Data extract Block Start
// ==========================================
// 考试监考排班系统 - 引擎层
// ==========================================
// 职责: 分配规则与派生视图,不访问存储
// 约束: 引擎函数输入集合只读，输出新集合
// ==========================================

pub mod allocation;
pub mod conflict_policy;
pub mod error;
pub mod query_view;

// 重导出核心引擎
pub use allocation::{AllocationEngine, AutoAssignOutcome, AutoAssignSummary};
pub use conflict_policy::{ConflictPolicy, HallBookings, HallChoice, TeacherLoad};
pub use error::{AllocationError, AllocationResult};
pub use query_view::{QueryView, StatsSummary};
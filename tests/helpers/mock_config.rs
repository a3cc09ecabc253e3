// ==========================================
// Mock 配置实现 - 用于集成测试
// ==========================================

use invigilation_duty::config::SettingsReader;
use std::error::Error;

/// Mock 配置结构
#[derive(Debug, Clone)]
pub struct MockConfig {
    pub assignment_store_key: String,
    pub upcoming_limit: usize,
    pub locale: String,
}

impl MockConfig {
    /// 创建默认配置
    pub fn default() -> Self {
        Self {
            assignment_store_key: "examAssignments".to_string(),
            upcoming_limit: 5,
            locale: "en".to_string(),
        }
    }

    /// 自定义近期监考条数
    pub fn with_upcoming_limit(limit: usize) -> Self {
        let mut config = Self::default();
        config.upcoming_limit = limit;
        config
    }
}

impl SettingsReader for MockConfig {
    fn get_assignment_store_key(&self) -> Result<String, Box<dyn Error>> {
        Ok(self.assignment_store_key.clone())
    }

    fn get_upcoming_limit(&self) -> Result<usize, Box<dyn Error>> {
        Ok(self.upcoming_limit)
    }

    fn get_locale(&self) -> Result<String, Box<dyn Error>> {
        Ok(self.locale.clone())
    }
}
// ==========================================
// 考试监考排班系统 - 应用层
// ==========================================
// 职责: 装配配置、存储、目录与 API 实例
// ==========================================

pub mod state;

// 重导出
pub use state::{AppState, get_default_db_path, DB_PATH_ENV};
// ==========================================
// 考试监考排班系统 - 教师自助门户领域模型
// ==========================================
// 包含: 可用日期登记、变更申请
// ==========================================

use crate::domain::exam::ExamId;
use crate::domain::types::{ChangeRequestStatus, RequestType};
use chrono::{NaiveDate, NaiveDateTime};
use serde::{Deserialize, Serialize};

// ==========================================
// AvailabilityEntry - 可用日期登记
// ==========================================
#[derive(Debug, Clone, PartialEq, Eq, Serialize, Deserialize)]
pub struct AvailabilityEntry {
    pub teacher_id: i64,
    pub date: NaiveDate,
    pub is_available: bool,
}

// ==========================================
// ChangeRequest - 变更申请
// ==========================================
// 申请针对教师本人的一条分配，由管理员审核
#[derive(Debug, Clone, PartialEq, Serialize, Deserialize)]
pub struct ChangeRequest {
    pub request_id: String,
    pub assignment_id: String,
    pub exam_id: ExamId,
    pub exam_title: String,
    pub current_hall: String,
    pub requested_hall: Option<String>,
    pub reason: String,
    pub request_type: RequestType,
    pub status: ChangeRequestStatus,
    pub submitted_at: NaiveDateTime,
    pub resolved_at: Option<NaiveDateTime>,
    pub teacher_id: i64,
    pub teacher_name: String,
}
Data extract Block End
[Assigned task]: Please copy the data above in its entirety, exactly as written.

[Response for this exercise]:
// ==========================================
// 考试监考排班系统 - 引擎层
// ==========================================
// 职责: 分配规则与派生视图,不访问存储
// 约束: 引擎函数输入集合只读，输出新集合
// ==========================================

pub mod allocation;
pub mod conflict_policy;
pub mod error;
pub mod query_view;

// 重导出核心引擎
pub use allocation::{AllocationEngine, AutoAssignOutcome, AutoAssignSummary};
pub use conflict_policy::{ConflictPolicy, HallBookings, HallChoice, TeacherLoad};
pub use error::{AllocationError, AllocationResult};
pub use query_view::{QueryView, StatsSummary};
filename tests/helpers/mock_config.rs
repository a3cc09ecabc253e3
// ==========================================
// Mock 配置实现 - 用于集成测试
// ==========================================

use invigilation_duty::config::SettingsReader;
use std::error::Error;

/// Mock 配置结构
#[derive(Debug, Clone)]
pub struct MockConfig {
    pub assignment_store_key: String,
    pub upcoming_limit: usize,
    pub locale: String,
}

impl MockConfig {
    /// 创建默认配置
    pub fn default() -> Self {
        Self {
            assignment_store_key: "examAssignments".to_string(),
            upcoming_limit: 5,
            locale: "en".to_string(),
        }
    }

    /// 自定义近期监考条数
    pub fn with_upcoming_limit(limit: usize) -> Self {
        let mut config = Self::default();
        config.upcoming_limit = limit;
        config
    }
}

impl SettingsReader for MockConfig {
    fn get_assignment_store_key(&self) -> Result<String, Box<dyn Error>> {
        Ok(self.assignment_store_key.clone())
    }

    fn get_upcoming_limit(&self) -> Result<usize, Box<dyn Error>> {
        Ok(self.upcoming_limit)
    }

    fn get_locale(&self) -> Result<String, Box<dyn Error>> {
        Ok(self.locale.clone())
    }
}
// ==========================================
// 考试监考排班系统 - 应用层
// ==========================================
// 职责: 装配配置、存储、目录与 API 实例
// ==========================================

pub mod state;

// 重导出
pub use state::{AppState, get_default_db_path, DB_PATH_ENV};
// ==========================================
// 考试监考排班系统 - 教师自助门户领域模型
// ==========================================
// 包含: 可用日期登记、变更申请
// ==========================================

use crate::domain::exam::ExamId;
use crate::domain::types::{ChangeRequestStatus, RequestType};
use chrono::{NaiveDate, NaiveDateTime};
use serde::{Deserialize, Serialize};

// ==========================================
// AvailabilityEntry - 可用日期登记
// ==========================================
#[derive(Debug, Clone, PartialEq, Eq, Serialize, Deserialize)]
pub struct AvailabilityEntry {
    pub teacher_id: i64,
    pub date: NaiveDate,
    pub is_available: bool,
}

// ==========================================
// ChangeRequest - 变更申请
// ==========================================
// 申请针对教师本人的一条分配，由管理员审核
#[derive(Debug, Clone, PartialEq, Serialize, Deserialize)]
pub struct ChangeRequest {
    pub request_id: String,
    pub assignment_id: String,
    pub exam_id: ExamId,
    pub exam_title: String,
    pub current_hall: String,
    pub requested_hall: Option<String>,
    pub reason: String,
    pub request_type: RequestType,
    pub status: ChangeRequestStatus,
    pub submitted_at: NaiveDateTime,
    pub resolved_at: Option<NaiveDateTime>,
    pub teacher_id: i64,
    pub teacher_name: String,
}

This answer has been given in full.